Andrea Camp, who was press secretary to former Colorado congresswoman Pat Schroeder and is now senior fellow at the Boston-based Institute for Civil Society and a Lifetime consultant, said that the petition was significant, even though federal legislation to limit outpatient breast surgery is still pending.

“Remember, a lot of what you hear on the Hill is, ‘Gee, nobody ever tells us about that,’ ” she said. “So here they got 17,000 signatures. It was impressive.” In fact, Lifetime’s central aim is to build a bridge between its viewers and Washington--enabling everyday women to talk about the issues that are important to them., The goal is to raise awareness among politicians, rather than push specific legislation along. In contrast, when Camp worked with Schroeder on the Family Medical Leave Act, which became law in 1992, “it took five years to get 50 stories from real people to make the issue come alive for politicians.”

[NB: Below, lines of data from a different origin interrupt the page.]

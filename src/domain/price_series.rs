//! Daily closing-price series and forward-filled price lookup.

use crate::domain::calendar;
use crate::domain::error::DcaError;
use crate::domain::strategy::Strategy;
use chrono::NaiveDate;
use std::collections::BTreeMap;

/// Immutable, sparse mapping from trading day to closing price.
///
/// Dates with no entry are non-trading days (weekends and market holidays).
#[derive(Debug, Clone, Default, PartialEq)]
pub struct PriceSeries {
    closes: BTreeMap<NaiveDate, f64>,
}

impl PriceSeries {
    /// Build a series, rejecting any price that is not finite and positive.
    /// A later entry for the same date replaces an earlier one.
    pub fn new<I>(entries: I) -> Result<Self, DcaError>
    where
        I: IntoIterator<Item = (NaiveDate, f64)>,
    {
        let mut closes = BTreeMap::new();
        for (date, price) in entries {
            if !price.is_finite() || price <= 0.0 {
                return Err(DcaError::InvalidPrice { date, price });
            }
            closes.insert(date, price);
        }
        Ok(Self { closes })
    }

    pub fn price_on(&self, date: NaiveDate) -> Option<f64> {
        self.closes.get(&date).copied()
    }

    pub fn first_date(&self) -> Option<NaiveDate> {
        self.closes.keys().next().copied()
    }

    pub fn last_date(&self) -> Option<NaiveDate> {
        self.closes.keys().next_back().copied()
    }

    pub fn len(&self) -> usize {
        self.closes.len()
    }

    pub fn is_empty(&self) -> bool {
        self.closes.is_empty()
    }
}

/// Price at `date`, or at the next trading day that has one.
///
/// Returns the price together with the date it was actually taken from. The
/// search steps one business day at a time and gives up with
/// [`DcaError::NoPriceAvailable`] once it passes the last date in the series.
pub fn resolve_price(series: &PriceSeries, date: NaiveDate) -> Result<(f64, NaiveDate), DcaError> {
    let last_available = series.last_date();
    let Some(last) = last_available else {
        return Err(DcaError::NoPriceAvailable {
            date,
            last_available,
        });
    };

    let mut effective = date;
    loop {
        if let Some(price) = series.price_on(effective) {
            return Ok((price, effective));
        }
        tracing::debug!(%effective, "no price for date");
        if effective >= last {
            return Err(DcaError::NoPriceAvailable {
                date,
                last_available,
            });
        }
        effective = calendar::advance(effective, Strategy::Daily)?;
    }
}

#[cfg(test)]
mod tests {
    use super::*;

    fn date(y: i32, m: u32, d: u32) -> NaiveDate {
        NaiveDate::from_ymd_opt(y, m, d).unwrap()
    }

    fn sample_series() -> PriceSeries {
        PriceSeries::new([
            (date(2020, 1, 2), 100.0),
            (date(2020, 1, 3), 101.5),
            (date(2020, 1, 6), 99.0),
            (date(2020, 1, 8), 103.0),
        ])
        .unwrap()
    }

    #[test]
    fn new_rejects_non_positive_price() {
        let err = PriceSeries::new([(date(2020, 1, 2), 0.0)]).unwrap_err();
        assert!(matches!(err, DcaError::InvalidPrice { price, .. } if price == 0.0));
    }

    #[test]
    fn new_rejects_nan() {
        assert!(PriceSeries::new([(date(2020, 1, 2), f64::NAN)]).is_err());
    }

    #[test]
    fn bounds_and_len() {
        let series = sample_series();
        assert_eq!(series.len(), 4);
        assert_eq!(series.first_date(), Some(date(2020, 1, 2)));
        assert_eq!(series.last_date(), Some(date(2020, 1, 8)));
        assert!(!series.is_empty());
        assert!(PriceSeries::default().is_empty());
    }

    #[test]
    fn price_on_exact_and_missing() {
        let series = sample_series();
        assert_eq!(series.price_on(date(2020, 1, 3)), Some(101.5));
        assert_eq!(series.price_on(date(2020, 1, 4)), None);
    }

    #[test]
    fn resolve_exact_hit() {
        let series = sample_series();
        assert_eq!(
            resolve_price(&series, date(2020, 1, 6)).unwrap(),
            (99.0, date(2020, 1, 6))
        );
    }

    #[test]
    fn resolve_holiday_forward_fills() {
        // 2020-01-01 is a market holiday
        let series = sample_series();
        assert_eq!(
            resolve_price(&series, date(2020, 1, 1)).unwrap(),
            (100.0, date(2020, 1, 2))
        );
    }

    #[test]
    fn resolve_weekend_forward_fills_to_monday() {
        let series = sample_series();
        assert_eq!(
            resolve_price(&series, date(2020, 1, 4)).unwrap(),
            (99.0, date(2020, 1, 6))
        );
    }

    #[test]
    fn resolve_midweek_gap() {
        let series = sample_series();
        assert_eq!(
            resolve_price(&series, date(2020, 1, 7)).unwrap(),
            (103.0, date(2020, 1, 8))
        );
    }

    #[test]
    fn resolve_past_series_end_errors() {
        let series = sample_series();
        let err = resolve_price(&series, date(2020, 1, 9)).unwrap_err();
        assert!(matches!(
            err,
            DcaError::NoPriceAvailable { last_available: Some(last), .. }
                if last == date(2020, 1, 8)
        ));
    }

    #[test]
    fn resolve_on_empty_series_errors() {
        let err = resolve_price(&PriceSeries::default(), date(2020, 1, 2)).unwrap_err();
        assert!(matches!(
            err,
            DcaError::NoPriceAvailable { last_available: None, .. }
        ));
    }

    #[test]
    fn resolve_stops_when_last_entry_is_on_weekend() {
        // Daily stepping never visits a Saturday, so this entry is unreachable
        // from a weekday before it.
        let series = PriceSeries::new([(date(2020, 1, 4), 50.0)]).unwrap();
        assert!(resolve_price(&series, date(2020, 1, 3)).is_err());
    }
}
//! Price data access port trait.

use crate::domain::error::DcaError;
use crate::domain::price_series::PriceSeries;

/// Source of historical closing prices for a security.
pub trait PriceDataPort {
    /// Full daily closing-price history for `security`.
    ///
    /// A source with no local copy of the data reports
    /// [`DcaError::DataUnavailable`] rather than an empty series.
    fn fetch_closing_prices(&self, security: &str) -> Result<PriceSeries, DcaError>;
}
//! Simulation observer that emits `tracing` events.

use crate::domain::simulation::{Purchase, SimulationConfig, SimulationReport};
use crate::ports::progress_port::SimulationObserver;

/// Logs each run under the security it belongs to.
///
/// Purchases are logged at `debug`, run boundaries at `info`; the CLI decides
/// which of these reach the terminal.
pub struct TracingProgressAdapter {
    security: String,
}

impl TracingProgressAdapter {
    pub fn new(security: impl Into<String>) -> Self {
        Self {
            security: security.into(),
        }
    }
}

impl SimulationObserver for TracingProgressAdapter {
    fn on_start(&self, config: &SimulationConfig) {
        tracing::info!(
            security = %self.security,
            strategy = %config.strategy,
            start = %config.start_date,
            end = %config.end_date,
            "analyzing security"
        );
    }

    fn on_purchase(&self, purchase: &Purchase) {
        tracing::debug!(
            security = %self.security,
            date = %purchase.scheduled_date,
            price_date = %purchase.price_date,
            price = format_args!("{:.2}", purchase.price),
            shares = format_args!("{:.4}", purchase.shares),
            total_shares = format_args!("{:.4}", purchase.total_shares),
            value = format_args!("{:.2}", purchase.total_shares * purchase.price),
            "made purchase"
        );
    }

    fn on_complete(&self, report: &SimulationReport) {
        tracing::info!(
            security = %self.security,
            strategy = %report.strategy,
            purchases = report.purchases,
            invested = format_args!("{:.2}", report.invested_amount),
            final_amount = format_args!("{:.2}", report.final_amount),
            final_share_price = format_args!("{:.2}", report.final_share_price),
            gains = format_args!("{:.2}", report.gains()),
            days = report.duration_days,
            "simulation complete"
        );
    }
}

#[cfg(test)]
mod tests {
    use super::*;
    use crate::domain::price_series::PriceSeries;
    use crate::domain::simulation::simulate;
    use crate::domain::strategy::Strategy;
    use chrono::NaiveDate;

    #[test]
    fn drives_a_full_run_without_subscriber() {
        let d = |day| NaiveDate::from_ymd_opt(2020, 1, day).unwrap();
        let series = PriceSeries::new([(d(6), 10.0), (d(7), 11.0), (d(8), 12.0)]).unwrap();
        let config = SimulationConfig {
            strategy: Strategy::Daily,
            start_date: d(6),
            end_date: d(8),
            purchase_amount: 50.0,
        };

        let adapter = TracingProgressAdapter::new("TEST");
        let report = simulate(&series, &config, &adapter).unwrap();
        assert_eq!(report.purchases, 3);
        assert_eq!(adapter.security, "TEST");
    }
}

“Over the years we’ve had a lot of community actions and state actions,” said Joan Lombardi. A senior associate at Yale University’s Bush Center on Child Development and Social Policy, she was the first director of the Child Care Bureau formed by the Clinton administration in 1995.

“But I think people are starting to see the power of the media in getting our message across, so it’s terrific to see part of the media take this issue seriously.”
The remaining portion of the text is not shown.